Cool on global warming
Russell Lewis, former Daily Mail leader writer whose impressive CV includes stints as director of the Conservative Political Centre and general director of the Institute of Economic Affairs, has sent me a copy of the speech he gave to a fringe meeting I attended in Blackpool last week.
The meeting - entitled 'Let Cooler Heads Prevail' - was organised by the Freedom Association and chaired by TFA chairman Roger Helmer MEP, who spoke at our reception the previous evening. It tackled the thorny issue of climate change and provided a platform for those of us who are sceptical about global warming or, at the very least, the impact of global warming. (See Guardian report HERE.)
I hope that Russell, who is also on the board of Forest, will be a regular contributor to the new Free Society website when it is launched. In the meantime, here's a snippet from his speech:
"What started me on the sceptical path was the family likeness of this scare to so many other scares, which have turned up in the last few decades. Only forty years ago there was great alarm about the imminence of an ice age, which would kill billions of people. Some of its most prominent publicists, like James Lovelock, have since become equally avid propagandists for global warming.

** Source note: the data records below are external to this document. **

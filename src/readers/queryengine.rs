// src/readers/queryengine.rs

//! Implements the [`QueryEngine`], which answers one `CHATHISTORY` query
//! line with the [`Response`] to send.
//!
//! A query line is
//!
//! ```text
//! CHATHISTORY <target> <YYYY-MM-DDTHH:MM:SS.mmmZ> <count>
//! ```
//!
//! where `count` is `*` (the user's configured size, newer than the anchor)
//! or a signed decimal integer; negative asks for messages older than the
//! anchor, positive for messages newer than the anchor. The verb is
//! case-insensitive and the target is lowercased.
//!
//! A response is either
//!
//! - an optional `WARN` reply, then one framed batch, or
//! - one `ERR` reply, and no batch.

use crate::common::{COMMAND, FPath, MessageCount};
use crate::data::datetime::Anchor;
use crate::data::message::CanonicalMessage;
use crate::data::settings::{Settings, SettingsStore};
#[allow(unused_imports)]
use crate::debug::printers::{de_err, de_wrn};
use crate::printer::batch::BatchEnvelope;
use crate::printer::formatter::EventFormatter;
use crate::printer::printers::{
    isupport_line,
    reply_line,
    Destination,
    ResponseLine,
    REPLY_ERR,
    REPLY_WARN,
};
use crate::readers::classifier::LineClassifier;
use crate::readers::logstore::LogStore;
use crate::readers::summary::SummaryScan;
use crate::readers::windowscanner::{Direction, WindowScanner};

use std::fmt;
use std::sync::Arc;

use ::lazy_static::lazy_static;
use ::regex::Regex;
#[allow(unused_imports)]
use ::si_trace_print::{defn, defo, defx, defñ};

lazy_static! {
    /// `CHATHISTORY <target> <anchor> <count>`
    static ref REGEX_QUERY: Regex = Regex::new(
        r"(?i)^CHATHISTORY +(\S+) +(\S+) +(\S+) *$"
    ).unwrap();
    /// `*` or a signed decimal integer
    static ref REGEX_COUNT: Regex = Regex::new(
        r"^(?:\*|-?[0-9]+)$"
    ).unwrap();
}

// ━━━━━━━━━━━━━━━━━━━━━━━━━━━━━━━━━━━━━━━━━━━━━━━━━━━━━━━━━━━━━━━━━━━━━━━━━━━━━━━━━━━━━━━━━━━━━━━━━
// QueryError, QueryWarning
// ━━━━━━━━━━━━━━━━━━━━━━━━━━━━━━━━━━━━━━━━━━━━━━━━━━━━━━━━━━━━━━━━━━━━━━━━━━━━━━━━━━━━━━━━━━━━━━━━━

/// A query that produced no batch.
#[derive(Clone, Copy, Debug, Eq, PartialEq)]
pub enum QueryError {
    /// the query line does not follow the grammar
    InvalidCommand,
    /// the count is zero
    InvalidCount,
    /// nothing qualified
    NotFound,
}

impl QueryError {
    /// The wire code of the `ERR` reply.
    pub const fn code(&self) -> &'static str {
        match self {
            QueryError::InvalidCommand => "CMD_INVALID",
            QueryError::InvalidCount => "MSG_COUNT_INVALID",
            QueryError::NotFound => "NOT_FOUND",
        }
    }
}

impl fmt::Display for QueryError {
    fn fmt(&self, f: &mut fmt::Formatter<'_>) -> fmt::Result {
        match self {
            QueryError::InvalidCommand => write!(f, "invalid command"),
            QueryError::InvalidCount => write!(f, "invalid message count"),
            QueryError::NotFound => write!(f, "no messages found"),
        }
    }
}

impl std::error::Error for QueryError {}

/// A query that was answered, but not as asked.
#[derive(Clone, Copy, Debug, Eq, PartialEq)]
pub enum QueryWarning {
    /// the count was larger than the user's size and was clamped to it
    CountExceedsLimit { requested: u64, limit: u64 },
}

impl QueryWarning {
    /// The wire code of the `WARN` reply.
    pub const fn code(&self) -> &'static str {
        match self {
            QueryWarning::CountExceedsLimit { .. } => "MAX_MESSAGE_COUNT_EXCEEDED",
        }
    }
}

// ━━━━━━━━━━━━━━━━━━━━━━━━━━━━━━━━━━━━━━━━━━━━━━━━━━━━━━━━━━━━━━━━━━━━━━━━━━━━━━━━━━━━━━━━━━━━━━━━━
// Query
// ━━━━━━━━━━━━━━━━━━━━━━━━━━━━━━━━━━━━━━━━━━━━━━━━━━━━━━━━━━━━━━━━━━━━━━━━━━━━━━━━━━━━━━━━━━━━━━━━━

/// The count of a query as the client wrote it.
#[derive(Clone, Copy, Debug, Eq, PartialEq)]
pub enum RequestedCount {
    /// `*`
    Default,
    Count(MessageCount),
}

/// The resolved scan window of a [`Query`].
#[derive(Clone, Copy, Debug, Eq, PartialEq)]
pub struct Window {
    pub direction: Direction,
    /// never zero, never above the user's size
    pub limit: u64,
    pub warning: Option<QueryWarning>,
}

/// One parsed `CHATHISTORY` query.
#[derive(Clone, Debug, Eq, PartialEq)]
pub struct Query {
    /// room name, lowercased
    pub target: String,
    pub anchor: Anchor,
    pub count: RequestedCount,
    /// room directory, set by [`Query::resolve_path`]
    pub path: Option<FPath>,
}

/// Is `line` a `CHATHISTORY` command, well-formed or not?
pub fn is_query(line: &str) -> bool {
    match line.split_whitespace().next() {
        Some(verb) => verb.eq_ignore_ascii_case(COMMAND),
        None => false,
    }
}

/// Can `target` be substituted for `$WINDOW` as one path component?
///
/// Path separators, NUL, `.` and `..` would name a directory outside the
/// user's log directory.
pub fn is_room_name(target: &str) -> bool {
    !(target.is_empty()
        || target == "."
        || target == ".."
        || target.contains(['/', '\\', '\0']))
}

impl Query {
    /// Parse a query line.
    ///
    /// A count of zero is `InvalidCount`; any other malformed part, including
    /// a target that is not a room name, is `InvalidCommand`.
    pub fn parse(line: &str) -> Result<Query, QueryError> {
        defn!("({:?})", line);
        let line: &str = line.trim_end_matches(['\r', '\n']);
        let captures = match REGEX_QUERY.captures(line) {
            Some(val) => val,
            None => {
                defx!("no match");
                return Err(QueryError::InvalidCommand);
            }
        };
        let target: String = captures[1].to_lowercase();
        if !is_room_name(&target) {
            defx!("bad target {:?}", target);
            return Err(QueryError::InvalidCommand);
        }
        let anchor: Anchor = match Anchor::parse(&captures[2]) {
            Some(val) => val,
            None => {
                defx!("bad anchor {:?}", &captures[2]);
                return Err(QueryError::InvalidCommand);
            }
        };
        let count_s: &str = &captures[3];
        if !REGEX_COUNT.is_match(count_s) {
            defx!("bad count {:?}", count_s);
            return Err(QueryError::InvalidCommand);
        }
        let count: RequestedCount = match count_s {
            "*" => RequestedCount::Default,
            _ => match count_s.parse::<MessageCount>() {
                Ok(0) => {
                    defx!("count zero");
                    return Err(QueryError::InvalidCount);
                }
                Ok(val) => RequestedCount::Count(val),
                Err(_err) => {
                    defx!("count {:?} error {}", count_s, _err);
                    return Err(QueryError::InvalidCommand);
                }
            },
        };
        defx!("target {:?} anchor {} count {:?}", target, anchor, count);

        Ok(Query {
            target,
            anchor,
            count,
            path: None,
        })
    }

    /// Resolve the direction and limit of the scan for a user whose size is
    /// `size`.
    pub fn window(&self, size: u64) -> Result<Window, QueryError> {
        let (direction, requested): (Direction, u64) = match self.count {
            RequestedCount::Default => (Direction::Forward, size),
            RequestedCount::Count(0) => return Err(QueryError::InvalidCount),
            RequestedCount::Count(val) if val < 0 => (Direction::Backward, val.unsigned_abs()),
            RequestedCount::Count(val) => (Direction::Forward, val.unsigned_abs()),
        };
        if requested > size {
            defñ!("clamp {} to {}", requested, size);
            return Ok(Window {
                direction,
                limit: size,
                warning: Some(QueryWarning::CountExceedsLimit {
                    requested,
                    limit: size,
                }),
            });
        }

        Ok(Window {
            direction,
            limit: requested,
            warning: None,
        })
    }

    /// Substitute the path template of `settings` for this query's room and
    /// remember it.
    pub fn resolve_path(&mut self, settings: &Settings, user: &str, network: &str) -> &FPath {
        let path: FPath = settings.resolve_path(user, network, &self.target);
        defñ!("{:?}", path);
        self.path.insert(path)
    }
}

// ━━━━━━━━━━━━━━━━━━━━━━━━━━━━━━━━━━━━━━━━━━━━━━━━━━━━━━━━━━━━━━━━━━━━━━━━━━━━━━━━━━━━━━━━━━━━━━━━━
// ClientContext, Response
// ━━━━━━━━━━━━━━━━━━━━━━━━━━━━━━━━━━━━━━━━━━━━━━━━━━━━━━━━━━━━━━━━━━━━━━━━━━━━━━━━━━━━━━━━━━━━━━━━━

/// Who is asking.
#[derive(Clone, Debug, Eq, PartialEq)]
pub struct ClientContext {
    /// account name; selects the settings and the log directory
    pub user: String,
    pub network: String,
    /// current nick of the client
    pub nick: String,
    /// `nick!ident@host` of the client, the prefix of `ERR` and `WARN`
    /// replies
    pub nickmask: String,
}

impl ClientContext {
    pub fn new<S: Into<String>>(user: S, network: S, nick: S, nickmask: S) -> ClientContext {
        ClientContext {
            user: user.into(),
            network: network.into(),
            nick: nick.into(),
            nickmask: nickmask.into(),
        }
    }
}

/// Everything one query produced.
#[derive(Clone, Debug)]
pub struct Response {
    /// all `lines` go here
    pub destination: Destination,
    /// output lines in emission order
    pub lines: Vec<ResponseLine>,
    pub warning: Option<QueryWarning>,
    pub error: Option<QueryError>,
    /// id of the batch, if one was framed
    pub batch_id: Option<String>,
    /// scan statistics, if a scan ran
    pub summary: Option<SummaryScan>,
}

impl Response {
    fn new(destination: Destination) -> Response {
        Response {
            destination,
            lines: Vec::new(),
            warning: None,
            error: None,
            batch_id: None,
            summary: None,
        }
    }

    fn warn(&mut self, ctx: &ClientContext, warning: QueryWarning) {
        self.lines.push(ResponseLine::Warning(reply_line(&ctx.nickmask, REPLY_WARN, warning.code())));
        self.warning = Some(warning);
    }

    fn fail(&mut self, ctx: &ClientContext, error: QueryError) {
        self.lines.push(ResponseLine::Error(reply_line(&ctx.nickmask, REPLY_ERR, error.code())));
        self.error = Some(error);
    }

    /// Did the query produce a batch?
    pub fn is_ok(&self) -> bool {
        self.error.is_none()
    }

    /// The replayed history lines only, without markers and replies.
    pub fn members(&self) -> impl Iterator<Item = &str> {
        self.lines.iter().filter_map(|line| match line {
            ResponseLine::Member(text) => Some(text.as_str()),
            _ => None,
        })
    }
}

// ━━━━━━━━━━━━━━━━━━━━━━━━━━━━━━━━━━━━━━━━━━━━━━━━━━━━━━━━━━━━━━━━━━━━━━━━━━━━━━━━━━━━━━━━━━━━━━━━━
// QueryEngine
// ━━━━━━━━━━━━━━━━━━━━━━━━━━━━━━━━━━━━━━━━━━━━━━━━━━━━━━━━━━━━━━━━━━━━━━━━━━━━━━━━━━━━━━━━━━━━━━━━━

/// Answers queries. Shareable between threads; every query reads its own
/// settings snapshot and opens its own files.
pub struct QueryEngine {
    store: Arc<dyn SettingsStore>,
    formatter: EventFormatter,
}

impl fmt::Debug for QueryEngine {
    fn fmt(
        &self,
        f: &mut fmt::Formatter,
    ) -> fmt::Result {
        f.debug_struct("QueryEngine")
            .field("formatter", &self.formatter)
            .finish()
    }
}

impl QueryEngine {
    pub fn new(store: Arc<dyn SettingsStore>, formatter: EventFormatter) -> QueryEngine {
        QueryEngine { store, formatter }
    }

    pub fn store(&self) -> &Arc<dyn SettingsStore> {
        &self.store
    }

    /// Answer `line` for client `ctx`.
    ///
    /// Returns `None` if `line` is not a `CHATHISTORY` command at all.
    pub fn handle(&self, ctx: &ClientContext, line: &str) -> Option<Response> {
        if !is_query(line) {
            defñ!("not a query {:?}", line);
            return None;
        }
        defn!("({:?}, {:?})", ctx.user, line);
        let settings: Settings = self.store.get(&ctx.user);
        let mut response = Response::new(Destination::from_debug(settings.debug));

        let mut query: Query = match Query::parse(line) {
            Ok(val) => val,
            Err(err) => {
                response.fail(ctx, err);
                defx!("{}", err);
                return Some(response);
            }
        };
        let window: Window = match query.window(settings.size) {
            Ok(val) => val,
            Err(err) => {
                response.fail(ctx, err);
                defx!("{}", err);
                return Some(response);
            }
        };
        if let Some(warning) = window.warning {
            response.warn(ctx, warning);
        }
        query.resolve_path(&settings, &ctx.user, &ctx.network);

        let (messages, summary) = self.scan(&query, &window, &settings);
        response.summary = Some(summary);
        match BatchEnvelope::new(messages, &query.target) {
            Some(batch) => {
                response.lines.extend(batch.lines());
                response.batch_id = Some(batch.id().to_string());
            }
            None => response.fail(ctx, QueryError::NotFound),
        }
        defx!("{} lines", response.lines.len());

        Some(response)
    }

    /// Scan the room directory of a resolved `query` within `window`.
    ///
    /// Returns the messages in ascending chronological order.
    pub fn scan(
        &self,
        query: &Query,
        window: &Window,
        settings: &Settings,
    ) -> (Vec<CanonicalMessage>, SummaryScan) {
        let path: FPath = match &query.path {
            Some(val) => val.clone(),
            None => settings.resolve_path("", "", &query.target),
        };
        let mut scanner = WindowScanner::new(
            LogStore::new(path),
            LineClassifier::new(settings.extras),
            &self.formatter,
            query.anchor,
            window.direction,
            window.limit as usize,
            settings.strip,
            query.target.clone(),
        );
        let messages: Vec<CanonicalMessage> = scanner.scan();

        (messages, scanner.summary().clone())
    }

    /// The capability advertisement for client `ctx`. Always sent to the
    /// client, whatever the `debug` setting.
    pub fn isupport(&self, ctx: &ClientContext) -> Response {
        let settings: Settings = self.store.get(&ctx.user);
        let mut response = Response::new(Destination::Client);
        response
            .lines
            .push(ResponseLine::ISupport(isupport_line(&ctx.nick, settings.size)));

        response
    }
}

We were also told, back in the seventies that there would be mass starvation through overpopulation and food shortages. The whole world population was apparently fated to die of cancer due to DDT. The forests, we were told, were destined to die because of acid rain, at a time when in America they were expanding. At the same time there was the angst about depleting resources. President Carter no less said that we would run out of oil by 1990. All these doomsday forecasts were completely wrong."